▸ Work task: Please write out exactly the lines of the data below from the line holding "#![allow(clippy::float_cmp, clippy::cast_possible_truncation)]" through the line holding "be a positive", and leave out the rest.

▸ Records supplied:
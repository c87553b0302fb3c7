//! Minkowski metric with per-point evaluation counters.
#![allow(clippy::float_cmp, clippy::cast_possible_truncation)]

use std::sync::atomic::{AtomicU64, Ordering};

use crate::error::{Error, Result};
use crate::point::Dataset;

#[cfg(feature = "serde")]
use serde::{Deserialize, Serialize};

/// Generalized Minkowski distance `(Σ|a_i - b_i|^m)^(1/m)`.
///
/// `m = 2` is Euclidean, `m = 1` is Manhattan. True distances are always
/// returned (never squared), since triangle-inequality pruning relies on them.
#[derive(Debug, Clone, Copy, PartialEq)]
#[cfg_attr(feature = "serde", derive(Serialize, Deserialize))]
pub struct Minkowski {
    power: f64,
}

impl Default for Minkowski {
    fn default() -> Self {
        Self { power: 2.0 }
    }
}

impl Minkowski {
    /// Creates a metric of the given power.
    ///
    /// # Errors
    /// [`Error::InvalidParameter`] unless `power` is finite and positive.
    pub fn new(power: f64) -> Result<Self> {
        if !(power.is_finite() && power > 0.0) {
            return Err(Error::invalid_parameter(
                "minkowski_power",
                format!("must be a positive finite number, got {power}"),
            ));
        }
        Ok(Self { power })
    }

    /// Euclidean metric.
    pub fn euclidean() -> Self {
        Self { power: 2.0 }
    }

    /// Manhattan metric.
    pub fn manhattan() -> Self {
        Self { power: 1.0 }
    }

    /// Returns the power `m`.
    #[inline]
    pub fn power(&self) -> f64 {
        self.power
    }

    /// Distance between two coordinate vectors.
    ///
    /// # Errors
    /// [`Error::InvalidDimension`] if the vectors differ in length.
    #[inline]
    pub fn distance(&self, a: &[f64], b: &[f64]) -> Result<f64> {
        if a.len() != b.len() {
            return Err(Error::InvalidDimension {
                expected: a.len(),
                found: b.len(),
            });
        }
        Ok(self.distance_unchecked(a, b))
    }

    #[inline]
    fn distance_unchecked(&self, a: &[f64], b: &[f64]) -> f64 {
        let diffs = a.iter().zip(b).map(|(x, y)| (x - y).abs());
        if self.power == 2.0 {
            diffs.map(|d| d * d).sum::<f64>().sqrt()
        } else if self.power == 1.0 {
            diffs.sum()
        } else {
            diffs.map(|d| d.powf(self.power)).sum::<f64>().powf(self.power.recip())
        }
    }
}

/// Per-point distance-evaluation counters.
///
/// Slots are atomic so parallel neighbor searches can record evaluations
/// for both endpoints. The counts are diagnostics only.
#[derive(Debug, Default)]
pub struct DistanceCounter {
    counts: Vec<AtomicU64>,
}

impl DistanceCounter {
    /// Creates `len` zeroed counters.
    pub fn new(len: usize) -> Self {
        Self {
            counts: (0..len).map(|_| AtomicU64::new(0)).collect(),
        }
    }

    /// Adds one evaluation to the point at `index`.
    #[inline]
    pub fn increment(&self, index: usize) {
        self.counts[index].fetch_add(1, Ordering::Relaxed);
    }

    /// Returns the count for the point at `index`.
    pub fn get(&self, index: usize) -> u64 {
        self.counts[index].load(Ordering::Relaxed)
    }

    /// Sum over all points.
    pub fn total(&self) -> u64 {
        self.counts.iter().map(|c| c.load(Ordering::Relaxed)).sum()
    }

    /// Consumes the counter and returns plain counts.
    pub fn into_counts(self) -> Vec<u64> {
        self.counts.into_iter().map(AtomicU64::into_inner).collect()
    }
}

/// A metric bound to a dataset that records every evaluation.
#[derive(Debug)]
pub struct CountingMetric<'a> {
    dataset: &'a Dataset,
    metric: Minkowski,
    counter: DistanceCounter,
}

impl<'a> CountingMetric<'a> {
    /// Binds `metric` to `dataset` with fresh counters.
    pub fn new(dataset: &'a Dataset, metric: Minkowski) -> Self {
        Self {
            dataset,
            metric,
            counter: DistanceCounter::new(dataset.len()),
        }
    }

    /// Returns the bound dataset.
    #[inline]
    pub fn dataset(&self) -> &'a Dataset {
        self.dataset
    }

    /// Returns the underlying metric.
    #[inline]
    pub fn metric(&self) -> Minkowski {
        self.metric
    }

    /// Distance between points `i` and `j`; counts one evaluation for each.
    ///
    /// # Errors
    /// [`Error::InvalidDimension`] if the two points disagree on dimensionality.
    #[inline]
    pub fn between(&self, i: usize, j: usize) -> Result<f64> {
        let distance = self
            .metric
            .distance(self.dataset.coords(i), self.dataset.coords(j))?;
        self.counter.increment(i);
        self.counter.increment(j);
        Ok(distance)
    }

    /// Distance between point `i` and an external reference; counts for `i` only.
    ///
    /// # Errors
    /// [`Error::InvalidDimension`] if `reference` has the wrong length.
    #[inline]
    pub fn to_reference(&self, i: usize, reference: &[f64]) -> Result<f64> {
        let distance = self.metric.distance(self.dataset.coords(i), reference)?;
        self.counter.increment(i);
        Ok(distance)
    }

    /// Returns the live counters.
    pub fn counter(&self) -> &DistanceCounter {
        &self.counter
    }

    /// Consumes the metric and returns the per-point counts.
    pub fn into_counts(self) -> Vec<u64> {
        self.counter.into_counts()
    }
}

#[cfg(test)]
mod tests {
    use super::*;
    use approx::assert_relative_eq;

    #[test]
    fn test_euclidean_and_manhattan() {
        let a = [0.0, 0.0];
        let b = [3.0, 4.0];
        assert_relative_eq!(Minkowski::euclidean().distance(&a, &b).unwrap(), 5.0);
        assert_relative_eq!(Minkowski::manhattan().distance(&a, &b).unwrap(), 7.0);
    }

    #[test]
    fn test_general_power_matches_definition() {
        let metric = Minkowski::new(3.0).unwrap();
        let a = [1.0, -2.0, 0.5];
        let b = [-1.0, 1.0, 0.5];
        let expected = (2.0_f64.powi(3) + 3.0_f64.powi(3)).powf(1.0 / 3.0);
        assert_relative_eq!(metric.distance(&a, &b).unwrap(), expected, epsilon = 1e-12);
    }

    #[test]
    fn test_dimension_mismatch() {
        let err = Minkowski::default().distance(&[0.0], &[0.0, 1.0]).unwrap_err();
        assert_eq!(
            err,
            Error::InvalidDimension {
                expected: 1,
                found: 2
            }
        );
    }

    #[test]
    fn test_invalid_power() {
        assert!(Minkowski::new(0.0).is_err());
        assert!(Minkowski::new(-1.0).is_err());
        assert!(Minkowski::new(f64::NAN).is_err());
        assert!(Minkowski::new(0.5).is_ok());
    }

    #[test]
    fn test_counting_metric() {
        let dataset =
            Dataset::from_rows(vec![vec![0.0, 0.0], vec![1.0, 0.0], vec![0.0, 2.0]]).unwrap();
        let metric = CountingMetric::new(&dataset, Minkowski::euclidean());

        assert_relative_eq!(metric.between(0, 1).unwrap(), 1.0);
        assert_relative_eq!(metric.between(0, 2).unwrap(), 2.0);
        assert_relative_eq!(metric.to_reference(2, &[0.0, 0.0]).unwrap(), 2.0);
        assert!(metric.to_reference(2, &[0.0]).is_err());

        assert_eq!(metric.counter().total(), 5);
        assert_eq!(metric.into_counts(), vec![2, 1, 2]);
    }
}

▸ Response to the task:
#![allow(clippy::float_cmp, clippy::cast_possible_truncation)]

use std::sync::atomic::{AtomicU64, Ordering};

use crate::error::{Error, Result};
use crate::point::Dataset;

#[cfg(feature = "serde")]
use serde::{Deserialize, Serialize};

/// Generalized Minkowski distance `(Σ|a_i - b_i|^m)^(1/m)`.
///
/// `m = 2` is Euclidean, `m = 1` is Manhattan. True distances are always
/// returned (never squared), since triangle-inequality pruning relies on them.
#[derive(Debug, Clone, Copy, PartialEq)]
#[cfg_attr(feature = "serde", derive(Serialize, Deserialize))]
pub struct Minkowski {
    power: f64,
}

impl Default for Minkowski {
    fn default() -> Self {
        Self { power: 2.0 }
    }
}

impl Minkowski {
    /// Creates a metric of the given power.
    ///
    /// # Errors
    /// [`Error::InvalidParameter`] unless `power` is finite and positive.
    pub fn new(power: f64) -> Result<Self> {
        if !(power.is_finite() && power > 0.0) {
            return Err(Error::invalid_parameter(
                "minkowski_power",
                format!("must be a positive finite number, got {power}"),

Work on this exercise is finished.